Wordt nog minimaal aan 4b voldaan dan wordt de ondernemer wel ingeschreven in het handelsregister en is de opdrachtgever gevrijwaard van loonheffing, met uitzondering van opzet zoals hieronder vermeld. Alleen bij 4b komt een aantekening op het uittreksel als waarschuwing voor de opdrachtgever en de fiscus.
Urencriterium
Elke ondernemer moet uiteraard voldoen aan het urencriterium om de ondernemersaftrekken te genieten. De ondernemers die de aantekening hebben, dus nog net voldoen aan 4b worden fiscaal meer gevolgd en krijgen twee extra voorwaarden opgelegd welke meetbaar zijn. Als daaraan wordt voldaan genieten ze ook de ondernemersaftrekken. De opdrachtgever kan ook ten aanzien van deze twee punten – als er niet aan wordt voldaan – worden aangesproken. Helaas moet dat vanwege de afhankelijkheid van de opdrachtnemer.

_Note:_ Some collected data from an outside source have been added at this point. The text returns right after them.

//! SQLite database layer for history and master storage
//!
//! Two logical tables: deduplicated `history_items` keyed by content hash,
//! and `master_items` keyed by (sourceId, position) with per-source metadata
//! in `master_sources`. Uses r2d2 connection pooling so the poller's writes
//! and the UI's reads don't block each other.

use crate::models::{HistoryItem, MasterItem, MasterSource};
use chrono::{DateTime, TimeZone, Utc};
use r2d2::{Pool, PooledConnection};
use r2d2_sqlite::SqliteConnectionManager;
use rusqlite::params;
use std::path::Path;
use thiserror::Error;

#[derive(Error, Debug)]
pub enum StoreError {
    #[error("SQLite error: {0}")]
    Sqlite(#[from] rusqlite::Error),
    #[error("Connection pool error: {0}")]
    Pool(#[from] r2d2::Error),
    #[error("IO error: {0}")]
    Io(#[from] std::io::Error),
}

pub type StoreResult<T> = Result<T, StoreError>;

/// Import errors stored on a source are truncated to this length.
const MAX_SOURCE_ERROR_CHARS: usize = 500;

/// Render a timestamp in the on-disk format. Sub-second precision is kept so
/// recency ordering reflects true observation order within one second.
pub(crate) fn format_timestamp(timestamp: DateTime<Utc>) -> String {
    timestamp.format("%Y-%m-%d %H:%M:%S%.f").to_string()
}

/// Parse timestamp string from database to DateTime<Utc>
fn parse_db_timestamp(timestamp_str: &str) -> DateTime<Utc> {
    chrono::NaiveDateTime::parse_from_str(timestamp_str, "%Y-%m-%d %H:%M:%S%.f")
        .or_else(|_| chrono::NaiveDateTime::parse_from_str(timestamp_str, "%Y-%m-%d %H:%M:%S"))
        .map(|dt| Utc.from_utc_datetime(&dt))
        .unwrap_or_else(|_| Utc::now())
}

/// Whether an error is a UNIQUE-constraint failure (duplicate content hash
/// or duplicate (sourceId, position)).
pub(crate) fn is_unique_violation(err: &rusqlite::Error) -> bool {
    matches!(
        err,
        rusqlite::Error::SqliteFailure(e, _) if e.code == rusqlite::ErrorCode::ConstraintViolation
    )
}

/// Thread-safe database wrapper using connection pooling
///
/// WAL mode enables readers to proceed without blocking the writer. Every
/// public operation is a single statement or a single transaction, so
/// concurrent readers always observe complete rows and complete snapshots.
pub struct Database {
    pool: Pool<SqliteConnectionManager>,
}

impl Database {
    /// Open or create a database at the given path with connection pooling
    pub fn open<P: AsRef<Path>>(path: P) -> StoreResult<Self> {
        let manager = SqliteConnectionManager::file(path).with_init(|conn| {
            conn.execute_batch(
                "
                PRAGMA journal_mode=WAL;
                PRAGMA synchronous=NORMAL;
                PRAGMA foreign_keys=ON;
                PRAGMA mmap_size=67108864;
                PRAGMA cache_size=-32000;
            ",
            )?;
            Ok(())
        });

        let pool = Pool::builder().max_size(8).build(manager)?;

        let db = Self { pool };
        db.setup_schema()?;
        Ok(db)
    }

    /// Open an in-memory database (for testing)
    pub fn open_in_memory() -> StoreResult<Self> {
        let manager = SqliteConnectionManager::memory().with_init(|conn| {
            conn.execute_batch(
                "
                PRAGMA journal_mode=WAL;
                PRAGMA synchronous=NORMAL;
                PRAGMA foreign_keys=ON;
            ",
            )?;
            Ok(())
        });

        // In-memory needs single connection to maintain state
        let pool = Pool::builder().max_size(1).build(manager)?;

        let db = Self { pool };
        db.setup_schema()?;
        Ok(db)
    }

    /// Get a connection from the pool
    fn get_conn(&self) -> StoreResult<PooledConnection<SqliteConnectionManager>> {
        Ok(self.pool.get()?)
    }

    /// Set up the database schema
    fn setup_schema(&self) -> StoreResult<()> {
        let conn = self.get_conn()?;

        conn.execute_batch(
            r#"
            CREATE TABLE IF NOT EXISTS history_items (
                id INTEGER PRIMARY KEY AUTOINCREMENT,
                content TEXT NOT NULL,
                contentHash TEXT NOT NULL UNIQUE,
                createdAt TEXT NOT NULL,
                lastTouchedAt TEXT NOT NULL,
                touchCount INTEGER NOT NULL DEFAULT 1
            );

            CREATE TABLE IF NOT EXISTS master_sources (
                id INTEGER PRIMARY KEY AUTOINCREMENT,
                sourceKey TEXT NOT NULL UNIQUE,
                isEnabled INTEGER NOT NULL DEFAULT 1,
                lastModifiedAt TEXT,
                lastError TEXT
            );

            CREATE TABLE IF NOT EXISTS master_items (
                id INTEGER PRIMARY KEY AUTOINCREMENT,
                sourceId INTEGER NOT NULL REFERENCES master_sources(id) ON DELETE CASCADE,
                content TEXT NOT NULL,
                position INTEGER NOT NULL,
                UNIQUE(sourceId, position)
            );

            CREATE INDEX IF NOT EXISTS idx_history_hash ON history_items(contentHash);
            CREATE INDEX IF NOT EXISTS idx_history_touched ON history_items(lastTouchedAt);
            CREATE INDEX IF NOT EXISTS idx_master_items_source ON master_items(sourceId);
        "#,
        )?;

        Ok(())
    }

    /// Get the database size in bytes
    pub fn database_size(&self) -> StoreResult<i64> {
        let conn = self.get_conn()?;
        let page_count: i64 = conn.query_row("PRAGMA page_count", [], |row| row.get(0))?;
        let page_size: i64 = conn.query_row("PRAGMA page_size", [], |row| row.get(0))?;
        Ok(page_count * page_size)
    }

    // ─────────────────────────────────────────────────────────────────────────
    // History operations
    // ─────────────────────────────────────────────────────────────────────────

    /// Get total number of history rows
    pub fn count_history(&self) -> StoreResult<u64> {
        let conn = self.get_conn()?;
        let count: i64 = conn.query_row("SELECT COUNT(*) FROM history_items", [], |row| row.get(0))?;
        Ok(count as u64)
    }

    /// Insert a new history row, returns the row ID.
    /// Fails with a UNIQUE violation if the hash already exists; the caller
    /// resolves that by retrying as a touch.
    pub fn insert_history(&self, content: &str, hash: &str, now: DateTime<Utc>) -> StoreResult<i64> {
        let conn = self.get_conn()?;
        let timestamp_str = format_timestamp(now);
        conn.execute(
            r#"INSERT INTO history_items (content, contentHash, createdAt, lastTouchedAt, touchCount)
               VALUES (?1, ?2, ?3, ?3, 1)"#,
            params![content, hash, timestamp_str],
        )?;
        Ok(conn.last_insert_rowid())
    }

    /// Fold a repeat observation into the existing row for `hash`:
    /// bump `lastTouchedAt` and increment `touchCount` in one statement.
    /// Returns the row ID, or None if no row carries that hash.
    pub fn touch_history(&self, hash: &str, now: DateTime<Utc>) -> StoreResult<Option<i64>> {
        let conn = self.get_conn()?;
        let timestamp_str = format_timestamp(now);
        let updated = conn.execute(
            "UPDATE history_items SET lastTouchedAt = ?1, touchCount = touchCount + 1 WHERE contentHash = ?2",
            params![timestamp_str, hash],
        )?;
        if updated == 0 {
            return Ok(None);
        }
        let id: i64 = conn.query_row(
            "SELECT id FROM history_items WHERE contentHash = ?1",
            [hash],
            |row| row.get(0),
        )?;
        Ok(Some(id))
    }

    /// Fetch the most recent history rows, newest first.
    /// Ties on `lastTouchedAt` go to the most recently inserted row.
    pub fn recent_history(&self, limit: usize) -> StoreResult<Vec<HistoryItem>> {
        let conn = self.get_conn()?;
        let mut stmt = conn.prepare(
            r#"SELECT id, content, contentHash, createdAt, lastTouchedAt, touchCount
               FROM history_items
               ORDER BY lastTouchedAt DESC, id DESC
               LIMIT ?1"#,
        )?;
        let items = stmt
            .query_map([limit as i64], Self::row_to_history_item)?
            .collect::<Result<Vec<_>, _>>()?;
        Ok(items)
    }

    /// Fetch history rows feeding the match engine, optionally pre-filtered
    /// with a LIKE pattern (see `history::subsequence_like_pattern`). The
    /// pattern is a pure optimization and must be over-inclusive.
    pub fn history_candidates(&self, like_pattern: Option<&str>) -> StoreResult<Vec<HistoryItem>> {
        let conn = self.get_conn()?;
        let sql_filtered = r#"SELECT id, content, contentHash, createdAt, lastTouchedAt, touchCount
               FROM history_items
               WHERE LOWER(content) LIKE ?1 ESCAPE '\'
               ORDER BY lastTouchedAt DESC, id DESC"#;
        let sql_all = r#"SELECT id, content, contentHash, createdAt, lastTouchedAt, touchCount
               FROM history_items
               ORDER BY lastTouchedAt DESC, id DESC"#;

        let items = match like_pattern {
            Some(pattern) => {
                let mut stmt = conn.prepare(sql_filtered)?;
                let rows = stmt
                    .query_map([pattern], Self::row_to_history_item)?
                    .collect::<Result<Vec<_>, _>>()?;
                rows
            }
            None => {
                let mut stmt = conn.prepare(sql_all)?;
                let rows = stmt
                    .query_map([], Self::row_to_history_item)?
                    .collect::<Result<Vec<_>, _>>()?;
                rows
            }
        };
        Ok(items)
    }

    /// Delete a history row by ID. Deleting a missing ID is a no-op.
    pub fn delete_history(&self, id: i64) -> StoreResult<()> {
        let conn = self.get_conn()?;
        conn.execute("DELETE FROM history_items WHERE id = ?1", [id])?;
        Ok(())
    }

    /// Delete all history rows. Master tables are untouched.
    pub fn clear_history(&self) -> StoreResult<()> {
        let conn = self.get_conn()?;
        conn.execute("DELETE FROM history_items", [])?;
        Ok(())
    }

    // ─────────────────────────────────────────────────────────────────────────
    // Master operations
    // ─────────────────────────────────────────────────────────────────────────

    /// Register a source by key if unknown; returns its row ID either way.
    pub fn upsert_source(&self, key: &str) -> StoreResult<i64> {
        let conn = self.get_conn()?;
        conn.execute(
            "INSERT INTO master_sources (sourceKey) VALUES (?1) ON CONFLICT(sourceKey) DO NOTHING",
            [key],
        )?;
        let id: i64 = conn.query_row(
            "SELECT id FROM master_sources WHERE sourceKey = ?1",
            [key],
            |row| row.get(0),
        )?;
        Ok(id)
    }

    /// Replace all items for a source in one transaction: delete the old set,
    /// insert the new set, stamp `lastModifiedAt`, clear any sticky error and
    /// re-enable the source. Any failure rolls the whole operation back, so a
    /// concurrent reader sees either the old snapshot or the new one.
    pub fn replace_source_items(
        &self,
        source_id: i64,
        items: &[(String, i64)],
        now: DateTime<Utc>,
    ) -> StoreResult<()> {
        let conn = self.get_conn()?;
        let tx = conn.unchecked_transaction()?;

        tx.execute("DELETE FROM master_items WHERE sourceId = ?1", [source_id])?;
        {
            let mut stmt = tx.prepare(
                "INSERT INTO master_items (sourceId, content, position) VALUES (?1, ?2, ?3)",
            )?;
            for (content, position) in items {
                stmt.execute(params![source_id, content, position])?;
            }
        }
        tx.execute(
            "UPDATE master_sources SET lastModifiedAt = ?1, lastError = NULL, isEnabled = 1 WHERE id = ?2",
            params![format_timestamp(now), source_id],
        )?;

        tx.commit()?;
        Ok(())
    }

    /// Fetch all items from enabled, error-free sources, joined with the
    /// owning source's modification timestamp.
    pub fn enabled_master_items(&self) -> StoreResult<Vec<MasterItem>> {
        let conn = self.get_conn()?;
        let mut stmt = conn.prepare(
            r#"SELECT mi.id, mi.sourceId, mi.content, mi.position, ms.lastModifiedAt
               FROM master_items mi
               JOIN master_sources ms ON mi.sourceId = ms.id
               WHERE ms.isEnabled = 1 AND ms.lastError IS NULL
               ORDER BY mi.sourceId, mi.position"#,
        )?;
        let items = stmt
            .query_map([], Self::row_to_master_item)?
            .collect::<Result<Vec<_>, _>>()?;
        Ok(items)
    }

    /// Drop a source and its items (FK cascade). Unknown keys are a no-op.
    pub fn remove_source(&self, key: &str) -> StoreResult<()> {
        let conn = self.get_conn()?;
        conn.execute("DELETE FROM master_sources WHERE sourceKey = ?1", [key])?;
        Ok(())
    }

    /// Flip the settings-owned enabled flag for a source.
    pub fn set_source_enabled(&self, key: &str, enabled: bool) -> StoreResult<()> {
        let conn = self.get_conn()?;
        conn.execute(
            "UPDATE master_sources SET isEnabled = ?1 WHERE sourceKey = ?2",
            params![enabled as i64, key],
        )?;
        Ok(())
    }

    /// Record a sticky import error on a source and disable it. Registers the
    /// source first so a never-indexed failing source is still listed.
    pub fn set_source_error(&self, key: &str, error: &str) -> StoreResult<()> {
        self.upsert_source(key)?;
        let truncated: String = error.chars().take(MAX_SOURCE_ERROR_CHARS).collect();
        let conn = self.get_conn()?;
        conn.execute(
            "UPDATE master_sources SET lastError = ?1, isEnabled = 0 WHERE sourceKey = ?2",
            params![truncated, key],
        )?;
        Ok(())
    }

    /// List all registered sources with their metadata.
    pub fn list_sources(&self) -> StoreResult<Vec<MasterSource>> {
        let conn = self.get_conn()?;
        let mut stmt = conn.prepare(
            "SELECT id, sourceKey, isEnabled, lastModifiedAt, lastError FROM master_sources ORDER BY id",
        )?;
        let sources = stmt
            .query_map([], Self::row_to_master_source)?
            .collect::<Result<Vec<_>, _>>()?;
        Ok(sources)
    }

    // ─────────────────────────────────────────────────────────────────────────
    // Row mapping
    // ─────────────────────────────────────────────────────────────────────────

    fn row_to_history_item(row: &rusqlite::Row) -> rusqlite::Result<HistoryItem> {
        let created_at: String = row.get(3)?;
        let last_touched_at: String = row.get(4)?;
        Ok(HistoryItem {
            id: row.get(0)?,
            content: row.get(1)?,
            content_hash: row.get(2)?,
            created_at: parse_db_timestamp(&created_at).timestamp(),
            last_touched_at: parse_db_timestamp(&last_touched_at).timestamp(),
            touch_count: row.get(5)?,
        })
    }

    fn row_to_master_item(row: &rusqlite::Row) -> rusqlite::Result<MasterItem> {
        let modified: Option<String> = row.get(4)?;
        Ok(MasterItem {
            id: row.get(0)?,
            source_id: row.get(1)?,
            content: row.get(2)?,
            position: row.get(3)?,
            source_modified_at: modified.map(|ts| parse_db_timestamp(&ts).timestamp()),
        })
    }

    fn row_to_master_source(row: &rusqlite::Row) -> rusqlite::Result<MasterSource> {
        let enabled: i64 = row.get(2)?;
        let modified: Option<String> = row.get(3)?;
        Ok(MasterSource {
            id: row.get(0)?,
            key: row.get(1)?,
            enabled: enabled != 0,
            last_modified_at: modified.map(|ts| parse_db_timestamp(&ts).timestamp()),
            last_error: row.get(4)?,
        })
    }
}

Voor het eerste punt gaat het over de maximale termijn van een opdracht, bijvoorbeeld een half jaar achter elkaar of bij een project twee jaar. Voor het tweede punt gaat het dan over maximaal 50% per jaar bij één opdrachtgever met uitzondering van een niet afgerond project.
Uurloon en pensioen
Nog even over uurloon en pensioen waarover ook wordt gesproken. Een minimaal pensioen hebben we (AOW). De rest is aan de ondernemer. Het uurloon controleren wordt broddelwerk. Want hoe moet het dan met de uren voor herstel, die niet berekend horen te worden? Wat doe je met aangenomen werk en hoe moet het met die ZZP’ers die in hun uurloon extra’s hebben opgenomen? Nee niet praktisch. Vergeet het maar.